TASK TO COMPLETE -
The answer must be every line from the entries below that contains "anyhow".

GIVEN DATA -
════

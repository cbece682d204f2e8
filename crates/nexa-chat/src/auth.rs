// nexa-chat/crates/nexa-chat/src/auth.rs

use anyhow::{anyhow, Result};
use argon2::password_hash::{PasswordHash, PasswordHasher, PasswordVerifier, SaltString};
use argon2::Argon2;
use rand_core::OsRng;
use serde::Deserialize;
use validator::Validate;

use crate::utils::TextUtils;

#[derive(Debug, Clone, Deserialize, Validate)]
pub struct RegisterForm {
    #[validate(email(message = "Enter a valid email address"))]
    pub email: String,
    #[validate(length(min = 1, max = 32, message = "Username must be 1 to 32 characters"))]
    pub username: String,
    #[validate(length(min = 1, message = "Password must not be empty"))]
    pub password: String,
}

impl RegisterForm {
    pub fn new(email: &str, username: &str, password: &str) -> Self {
        Self {
            email: email.trim().to_string(),
            username: username.trim().to_string(),
            password: password.to_string(),
        }
    }
}

#[derive(Debug, Clone, Deserialize, Validate)]
pub struct LoginForm {
    #[validate(length(min = 1))]
    pub email: String,
    #[validate(length(min = 1))]
    pub password: String,
}

impl LoginForm {
    pub fn new(email: &str, password: &str) -> Self {
        Self {
            email: email.trim().to_string(),
            password: password.to_string(),
        }
    }
}

/// First human-readable message out of a validation failure.
pub fn first_validation_message(errors: &validator::ValidationErrors) -> String {
    errors
        .field_errors()
        .values()
        .flat_map(|errs| errs.iter())
        .find_map(|e| e.message.as_ref().map(|m| m.to_string()))
        .unwrap_or_else(|| "Please fill in all fields".to_string())
}

pub fn hash_password(password: &str) -> Result<String> {
    let salt = SaltString::generate(&mut OsRng);
    Argon2::default()
        .hash_password(password.as_bytes(), &salt)
        .map(|hash| hash.to_string())
        .map_err(|e| anyhow!("Failed to hash password: {}", e))
}

#[derive(Debug, Clone, Copy, PartialEq, Eq)]
pub enum PasswordCheck {
    Valid,
    /// Matched a stored plaintext password; the caller should re-hash it.
    ValidLegacy,
    Invalid,
}

pub fn verify_password(stored: &str, candidate: &str) -> PasswordCheck {
    if stored.starts_with("$argon2") {
        return match PasswordHash::new(stored) {
            Ok(parsed) if Argon2::default().verify_password(candidate.as_bytes(), &parsed).is_ok() => {
                PasswordCheck::Valid
            }
            _ => PasswordCheck::Invalid,
        };
    }
    if !stored.is_empty() && stored == candidate {
        PasswordCheck::ValidLegacy
    } else {
        PasswordCheck::Invalid
    }
}

pub fn default_avatar_url(name: &str) -> String {
    TextUtils::avatar_url(name)
}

════

EXERCISE RESULT -
use anyhow::{anyhow, Result};
        .map_err(|e| anyhow!("Failed to hash password: {}", e))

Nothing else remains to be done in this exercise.